So You Want to Save the World
This is the text for my June 9, 2013 Unitarian-Universalist sermon to the Community Unitarian-Universalists in Brighton, Michigan. You can see the video here.
This is the fourth Unitarian-Universalist sermon I have posted. The others are
This is the first sermon I have given that I have known in advance I would post. I wrote it with my online readers in mind as well as the Unitarian Universalists in Brighton.
Abstract: Many of us have a strong desire to do something big, both because we want to make the world a better place and because of ambition. That desire can get twisted in various ways, but it is also behind much of the progress in the world. How can we harness ambition for good, and link it to genuine visions of a better world?
Human beings are roiling puddles of emotions, not all of them pretty. For example, the Medieval Pope Gregory I listed seven deadly sins: wrath, greed, sloth, pride, lust, envy, and gluttony. And yet we roiling puddles of emotions sometimes set out to make the world a better place. How can entities so imperfect accomplish anything good? I want to argue that if we turn our emotions, even the ugly ones, into sources of energy for action—while putting careful guardrails on our actions to try to ensure that we do good rather than harm—then together we can save the world.
Economists like me think a lot about the fact that living standards and lifespans are dramatically higher than they were as recently as a century ago. And Steven Pinker argues that there is a lot less violence than in the past in his book “The Better Angels of Our Nature.” But it is clear the world still needs saving. Many live in poverty. Many live under oppressive dictatorships. There are a thousand reasons why and ways in which people are mistreated, sometimes even by their own families. The possibilities of a nuclear holocaust fostered by nuclear proliferation or catastrophic climate change fostered by the burning of coal and other fossil fuels cast monstrous shadows over the future. And in a very immediate way, the global economic slump in the last few years has shaken people’s faith in governments and economies.

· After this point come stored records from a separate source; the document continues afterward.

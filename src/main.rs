//! product-ingest command line
//!
//! ```bash
//! product-ingest run --site sites/acme.json --pages feeds/acme.jsonl \
//!                    --site sites/shop.json --pages feeds/shop.jsonl
//! ```

use anyhow::{bail, Context, Result};
use clap::{Parser, Subcommand};
use futures::StreamExt;
use std::path::PathBuf;
use std::process::ExitCode;
use std::sync::Arc;
use tokio::task::JoinSet;
use tokio_util::sync::CancellationToken;
use tracing::{error, info, warn};

use product_ingest::domain::services::{Alerter, ImageStore};
use product_ingest::domain::site::SiteSchema;
use product_ingest::domain::value_objects::JobId;
use product_ingest::infrastructure::logging::{init_logging_with_config, log_system_info};
use product_ingest::infrastructure::{
    AppConfig, FsMarkerStore, HttpImageStore, HttpRemoteStore, LogAlerter, LogImageStore,
    NetworkContext, ScrapydJobStatus, WebhookAlerter,
};
use product_ingest::pipeline::feed::read_pages;
use product_ingest::pipeline::{Collaborators, RunOptions, RunSummary, SiteRun};

#[derive(Debug, Parser)]
#[command(name = "product-ingest", version, about = "Site-configured product ingest pipeline")]
struct Cli {
    /// Config file; `product-ingest.*` in the working directory when omitted
    #[arg(short, long, env = "PRODUCT_INGEST_CONFIG")]
    config: Option<PathBuf>,

    #[command(subcommand)]
    command: Command,
}

#[derive(Debug, Subcommand)]
enum Command {
    /// Process one page feed per site, all sites concurrently
    Run {
        /// Site configuration (JSON), repeatable
        #[arg(long = "site", required = true)]
        sites: Vec<PathBuf>,

        /// JSON-lines page feed, paired with --site by position
        #[arg(long = "pages", required = true)]
        pages: Vec<PathBuf>,

        /// Job id for every run; overrides the configured one
        #[arg(long, env = "PRODUCT_INGEST_JOB_ID")]
        job_id: Option<String>,
    },
    /// Compile site configurations and report problems
    Check {
        #[arg(long = "site", required = true)]
        sites: Vec<PathBuf>,
    },
}

#[tokio::main]
async fn main() -> ExitCode {
    let cli = Cli::parse();
    match execute(cli).await {
        Ok(code) => code,
        Err(e) => {
            error!("{e:#}");
            eprintln!("Error: {e:#}");
            ExitCode::FAILURE
        }
    }
}

async fn execute(cli: Cli) -> Result<ExitCode> {
    match cli.command {
        Command::Check { sites } => {
            for path in &sites {
                let schema = SiteSchema::from_json_file(path)
                    .with_context(|| format!("Invalid site configuration {}", path.display()))?;
                println!(
                    "{}: {} ({} attributes)",
                    path.display(),
                    schema.merchant_name,
                    schema.attributes.len()
                );
            }
            Ok(ExitCode::SUCCESS)
        }
        Command::Run {
            sites,
            pages,
            job_id,
        } => {
            if sites.len() != pages.len() {
                bail!(
                    "Every --site needs a --pages feed ({} sites, {} feeds)",
                    sites.len(),
                    pages.len()
                );
            }
            let config = AppConfig::load(cli.config.as_deref())?;
            init_logging_with_config(&config.logging)?;
            log_system_info();

            let job_id = job_id
                .or_else(|| config.job_id.clone())
                .map_or_else(JobId::generate, JobId::new);
            run_sites(&config, sites.into_iter().zip(pages).collect(), job_id).await
        }
    }
}

fn collaborators(config: &AppConfig) -> Result<Collaborators> {
    let network = NetworkContext::new(&config.remote_store)?;

    let alerter: Arc<dyn Alerter> = match &config.alerting.webhook_url {
        Some(url) => Arc::new(WebhookAlerter::new(&network, url.clone())),
        None => Arc::new(LogAlerter),
    };
    let images: Arc<dyn ImageStore> = match &config.images.endpoint {
        Some(url) => Arc::new(HttpImageStore::new(&network, url.clone())),
        None => Arc::new(LogImageStore),
    };

    Ok(Collaborators {
        store: Arc::new(HttpRemoteStore::new(&network, &config.remote_store)?),
        jobs: Arc::new(ScrapydJobStatus::new(&network, &config.job_status)?),
        markers: Arc::new(FsMarkerStore::new(config.markers.dir.clone())),
        alerter,
        images,
        sink_backend: None,
    })
}

async fn run_sites(
    config: &AppConfig,
    pairs: Vec<(PathBuf, PathBuf)>,
    job_id: JobId,
) -> Result<ExitCode> {
    let collaborators = collaborators(config)?;
    let options = RunOptions {
        sink: config.sink.clone(),
        controller: config.controller_settings(),
        image_workers: config.images.workers,
        image_queue_capacity: config.images.queue_capacity,
    };

    // Ctrl-C stops reading feeds; every run still flushes and closes with status error.
    let stop = CancellationToken::new();
    let signal_stop = stop.clone();
    tokio::spawn(async move {
        if tokio::signal::ctrl_c().await.is_ok() {
            warn!("Interrupt received, finishing runs");
            signal_stop.cancel();
        }
    });

    let mut runs = JoinSet::new();
    for (site, feed) in pairs {
        let schema = Arc::new(
            SiteSchema::from_json_file(&site)
                .with_context(|| format!("Invalid site configuration {}", site.display()))?,
        );
        runs.spawn(run_site(
            schema,
            feed,
            job_id.clone(),
            collaborators.clone(),
            options.clone(),
            stop.clone(),
        ));
    }

    let mut failed = false;
    while let Some(joined) = runs.join_next().await {
        match joined {
            Ok(Ok(summary)) => println!("{}", serde_json::to_string(&summary)?),
            Ok(Err(e)) => {
                error!("Site run failed: {e:#}");
                failed = true;
            }
            Err(e) => {
                error!("Site run panicked: {e}");
                failed = true;
            }
        }
    }
    info!("All site runs finished");
    Ok(if failed { ExitCode::FAILURE } else { ExitCode::SUCCESS })
}

async fn run_site(
    schema: Arc<SiteSchema>,
    feed: PathBuf,
    job_id: JobId,
    collaborators: Collaborators,
    options: RunOptions,
    stop: CancellationToken,
) -> Result<RunSummary> {
    let merchant = schema.merchant_name.clone();
    let pages = read_pages(&feed)
        .await
        .with_context(|| format!("Cannot open page feed {}", feed.display()))?;
    let mut pages = std::pin::pin!(pages);

    let mut run = SiteRun::start(schema, job_id, collaborators, options).await?;
    loop {
        let page = tokio::select! {
            () = stop.cancelled() => {
                // 중단된 실행은 정리(삭제) 없이 ERROR 로 종료
                return Ok(run.abort("interrupted").await);
            }
            page = pages.next() => page,
        };
        let Some(page) = page else { break };
        if let Err(e) = run.process(&page).await {
            // 설정 오류: 이미 받은 항목은 저장하고 종료
            error!("Aborting run for {merchant}: {e}");
            run.abort(&e.to_string()).await;
            return Err(e.into());
        }
    }
    Ok(run.finish().await)
}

A year ago, I started a blog, “Confessions of a Supply-Side Liberal,” out of a mixture of raw ambition, desire for self-expression, duty, and hope. Sometimes duty keeps me up late at night, but it is raw ambition that makes me wake up too early in the morning so that I slip further and further behind in my sleep. And sometimes, alongside that raw ambition, I find anger driving my writing, when I see someone who is relatively influential saying things that I think not just off-base, but potentially destructive. (See for example “Contra John Taylor" and ”Even Economists Need Lessons in Quantitative Easing, Bernanke Style.“) Whatever redeeming social value there is to what I write when in that state does not take away the fact that the experience is one of giving vent to anger.
The Christian tradition emphasizes the motivations someone has in doing any particular action. At one level, this makes a lot of sense. In the Sermon on the Mount, Jesus said:
But if thine eye be evil, thy whole body shall be full of darkness. If therefore the light that is in thee be darkness, how great is that darkness! (Matthew 6:22)
and
Beware of false prophets, which come to you in sheep’s clothing, but inwardly they are ravening wolves. Ye shall know them by their fruits. Do men gather grapes of thorns, or figs of thistles? Even so every good tree bringeth forth good fruit; but a corrupt tree bringeth forth evil fruit. A good tree cannot bring forth evil fruit, neither can a corrupt tree bring forth good fruit. (Matthew, 7:15-18)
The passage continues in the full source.